3: If you think I am, prove it, prove it beyond a reasonable doubt. Confronted by the overpowering evidence that should legally accompany such a charge, it won’t matter whether I “hide” behind the 5th Amendment or not, will it?
4: Before you start the whispering, remember that if you don’t prove my guilt beyond a reasonable doubt — if you don’t successfully slander all of my work—you’ve proven yourself the real subversive, proven that you don’t belong in this organization or in this country.
But we do, nevertheless.
We accuse without proof, make claims without sources, hold trials in the absence of the accused and destroy ourselves more efficiently than any thuggish fairy-hater.
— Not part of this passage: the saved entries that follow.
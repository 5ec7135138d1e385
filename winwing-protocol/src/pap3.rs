//! PAP3 MCP transport frames.
//!
//! Two frame shapes. The 14-byte short command drives dimming, LEDs and the
//! A/T solenoid:
//! ```text
//! [0]     report id   : 0x02
//! [1..7]  header      : 0F BF 00 00 03 49
//! [7]     selector    : dimming channel / LED id / 0x1E solenoid
//! [8]     value
//! [9..14] zero
//! ```
//! The 64-byte LCD frame carries a rolling sequence byte and an opcode:
//! ```text
//! [0..2]   F0 00
//! [2]      sequence (never 0)
//! [3]      opcode   : 0x38 payload | 0x2A commit | 0x12 init
//! [4..18]  payload preamble (payload frames only)
//! [0x19..=0x38] 32 bytes of LCD segment payload
//! ```

use crate::input::InputLayout;
use crate::{write_to, ReportSink};

pub const PRODUCT_ID: u16 = 0xBF0F;

// Input report layout.
pub const LIGHT_SENSOR_OFFSET: u8 = 0x14;
pub const SWITCH_OFFSETS: [u8; 6] = [0x01, 0x02, 0x03, 0x04, 0x05, 0x06];
pub const ENCODER_OFFSETS: [u8; 6] = [0x15, 0x17, 0x19, 0x1B, 0x1D, 0x1F];

pub fn input_layout() -> InputLayout {
    InputLayout {
        switch_offsets:  SWITCH_OFFSETS.to_vec(),
        encoder_offsets: ENCODER_OFFSETS.to_vec(),
        light_sensor:    Some(LIGHT_SENSOR_OFFSET),
    }
}

pub const SHORT_LEN: usize       = 14;
pub const REPORT_LEN: usize      = 64;
pub const LCD_PAYLOAD_LEN: usize = 32;

/// Sequence value the device expects after power-up.
pub const INITIAL_SEQUENCE: u8 = 5;

pub const SOLENOID_SELECTOR: u8 = 0x1E;
pub const DIMMING_CHANNELS: u8  = 3;

const SHORT_HEADER: [u8; 7] = [0x02, 0x0F, 0xBF, 0x00, 0x00, 0x03, 0x49];

const PAYLOAD_PREAMBLE: [u8; 14] = [
    0x0F, 0xBF, 0x00, 0x00, 0x02, 0x01, 0x00, 0x00,
    0xDF, 0xA2, 0x50, 0x00, 0x00, 0xB0,
];

const INIT_TAIL: [u8; 20] = [
    0x0F, 0xBF, 0x00, 0x00, 0x04, 0x01, 0x00, 0x00,
    0x26, 0xCC, 0x00, 0x00, 0x00, 0x01, 0x00, 0x00,
    0x00, 0x03, 0x00, 0x00,
];

/// First byte of the user payload inside an LCD frame.
pub const PAYLOAD_START: usize = 0x19;

#[repr(u8)]
#[derive(Debug, Clone, Copy, PartialEq, Eq)]
pub enum LcdOpcode {
    Payload = 0x38,
    Commit  = 0x2A,
    Init    = 0x12,
}

// ── Frame builders ────────────────────────────────────────────────────────────

pub fn short_command(selector: u8, value: u8) -> [u8; SHORT_LEN] {
    let mut buf = [0u8; SHORT_LEN];
    buf[..SHORT_HEADER.len()].copy_from_slice(&SHORT_HEADER);
    buf[7] = selector;
    buf[8] = value;
    buf
}

pub fn dimming_frame(channel: u8, value: u8) -> [u8; SHORT_LEN] {
    short_command(channel, value)
}

pub fn led_frame(id: u8, on: bool) -> [u8; SHORT_LEN] {
    short_command(id, u8::from(on))
}

pub fn solenoid_frame(on: bool) -> [u8; SHORT_LEN] {
    short_command(SOLENOID_SELECTOR, u8::from(on))
}

fn lcd_header(seq: u8, opcode: LcdOpcode) -> [u8; REPORT_LEN] {
    let mut buf = [0u8; REPORT_LEN];
    buf[0] = 0xF0;
    buf[2] = if seq == 0 { 1 } else { seq };
    buf[3] = opcode as u8;
    buf
}

/// Payload frame; bytes beyond 32 are dropped.
pub fn lcd_payload_frame(seq: u8, payload: &[u8]) -> [u8; REPORT_LEN] {
    let mut buf = lcd_header(seq, LcdOpcode::Payload);
    buf[4..4 + PAYLOAD_PREAMBLE.len()].copy_from_slice(&PAYLOAD_PREAMBLE);
    let n = payload.len().min(LCD_PAYLOAD_LEN);
    buf[PAYLOAD_START..PAYLOAD_START + n].copy_from_slice(&payload[..n]);
    buf
}

/// Payload opcode with nothing but the header. The device wants two of these
/// between a payload and its commit.
pub fn lcd_empty_frame(seq: u8) -> [u8; REPORT_LEN] {
    lcd_header(seq, LcdOpcode::Payload)
}

pub fn lcd_commit_frame(seq: u8) -> [u8; REPORT_LEN] {
    let mut buf = lcd_header(seq, LcdOpcode::Commit);
    buf[0x1D] = 0x0F;
    buf[0x1E] = 0xBF;
    buf[0x21] = 0x03;
    buf[0x22] = 0x01;
    buf[0x25] = 0xDF;
    buf[0x26] = 0xA2;
    buf[0x27] = 0x50;
    buf
}

pub fn lcd_init_frame(seq: u8) -> [u8; REPORT_LEN] {
    let mut buf = lcd_header(seq, LcdOpcode::Init);
    buf[4..4 + INIT_TAIL.len()].copy_from_slice(&INIT_TAIL);
    buf
}

/// Advance the LCD sequence byte, skipping 0.
pub fn bump_sequence(seq: &mut u8) {
    *seq = if *seq == 0 { 1 } else { seq.wrapping_add(1).max(1) };
}

// ── Senders ───────────────────────────────────────────────────────────────────

pub fn send_dimming(sink: Option<&dyn ReportSink>, channel: u8, value: u8) -> bool {
    write_to(sink, &dimming_frame(channel, value))
}

pub fn send_led(sink: Option<&dyn ReportSink>, id: u8, on: bool) -> bool {
    write_to(sink, &led_frame(id, on))
}

pub fn send_solenoid(sink: Option<&dyn ReportSink>, on: bool) -> bool {
    write_to(sink, &solenoid_frame(on))
}

fn send_sequenced(sink: Option<&dyn ReportSink>, seq: &mut u8, frame: &[u8]) -> bool {
    let ok = write_to(sink, frame);
    if ok {
        bump_sequence(seq);
    }
    ok
}

pub fn send_lcd_payload(sink: Option<&dyn ReportSink>, seq: &mut u8, payload: &[u8]) -> bool {
    let frame = lcd_payload_frame(*seq, payload);
    send_sequenced(sink, seq, &frame)
}

pub fn send_lcd_empty(sink: Option<&dyn ReportSink>, seq: &mut u8) -> bool {
    let frame = lcd_empty_frame(*seq);
    send_sequenced(sink, seq, &frame)
}

pub fn send_lcd_commit(sink: Option<&dyn ReportSink>, seq: &mut u8) -> bool {
    let frame = lcd_commit_frame(*seq);
    send_sequenced(sink, seq, &frame)
}

pub fn send_lcd_init(sink: Option<&dyn ReportSink>, seq: &mut u8) -> bool {
    let frame = lcd_init_frame(*seq);
    send_sequenced(sink, seq, &frame)
}

#[cfg(test)]
mod tests {
    use super::*;
    use crate::RecordingSink;

    #[test]
    fn short_command_layout() {
        let f = dimming_frame(2, 0x80);
        assert_eq!(f, [0x02, 0x0F, 0xBF, 0x00, 0x00, 0x03, 0x49, 0x02, 0x80, 0, 0, 0, 0, 0]);
        assert_eq!(solenoid_frame(true)[7..9], [0x1E, 0x01]);
        assert_eq!(led_frame(0x11, false)[7..9], [0x11, 0x00]);
    }

    #[test]
    fn payload_frame_places_preamble_and_data() {
        let payload: Vec<u8> = (1..=40).collect();
        let f = lcd_payload_frame(7, &payload);
        assert_eq!(&f[..4], &[0xF0, 0x00, 0x07, 0x38]);
        assert_eq!(&f[4..18], &PAYLOAD_PREAMBLE);
        assert_eq!(f[0x19], 1);
        assert_eq!(f[0x38], 32, "payload truncated at 32 bytes");
        assert_eq!(f[0x39], 0);
    }

    #[test]
    fn commit_and_init_constants() {
        let c = lcd_commit_frame(9);
        assert_eq!(c[3], 0x2A);
        assert_eq!((c[0x1D], c[0x1E], c[0x21], c[0x22]), (0x0F, 0xBF, 0x03, 0x01));
        assert_eq!((c[0x25], c[0x26], c[0x27]), (0xDF, 0xA2, 0x50));

        let i = lcd_init_frame(0);
        assert_eq!(i[2], 1, "sequence 0 is written as 1");
        assert_eq!(i[3], 0x12);
        assert_eq!(&i[4..24], &INIT_TAIL);
    }

    #[test]
    fn sequence_never_emits_zero() {
        let mut s = 255u8;
        bump_sequence(&mut s);
        assert_eq!(s, 1);
        let mut s = 0u8;
        bump_sequence(&mut s);
        assert_eq!(s, 1);
        let mut s = 5u8;
        bump_sequence(&mut s);
        assert_eq!(s, 6);
    }

    #[test]
    fn sequence_only_advances_on_success() {
        let sink = RecordingSink::new();
        let mut seq = INITIAL_SEQUENCE;
        assert!(send_lcd_commit(Some(&sink), &mut seq));
        assert_eq!(seq, 6);

        sink.set_failing(true);
        assert!(!send_lcd_commit(Some(&sink), &mut seq));
        assert_eq!(seq, 6);

        assert!(!send_lcd_empty(None, &mut seq));
        assert_eq!(seq, 6);
        assert_eq!(sink.reports().len(), 1);
    }
}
In this we are not moderate. In this we show vulgar zest, a tasteless zeal, a thoroughly ungentlemanly belligerence as we think, talk, and act against ourselves.
We immoderately create factions in which everyone would rather be right than present at a meeting.
The good rich life attained lies in proving someone out of order or tabling his motion. We couple mightily with protocol for endless hours and give birth to only minutes — piles of them!
We wrestle in admirable earnestness with the problem of nature and nurture, totally unaware that it’s not of overwhelming consequence whether you were born or made that way when you look at the world through bars.
(You don’t cling to them incidentally, as in movies. They’re too cold. Anyway, you feel there’s nothing left in a jellied world to cling to.)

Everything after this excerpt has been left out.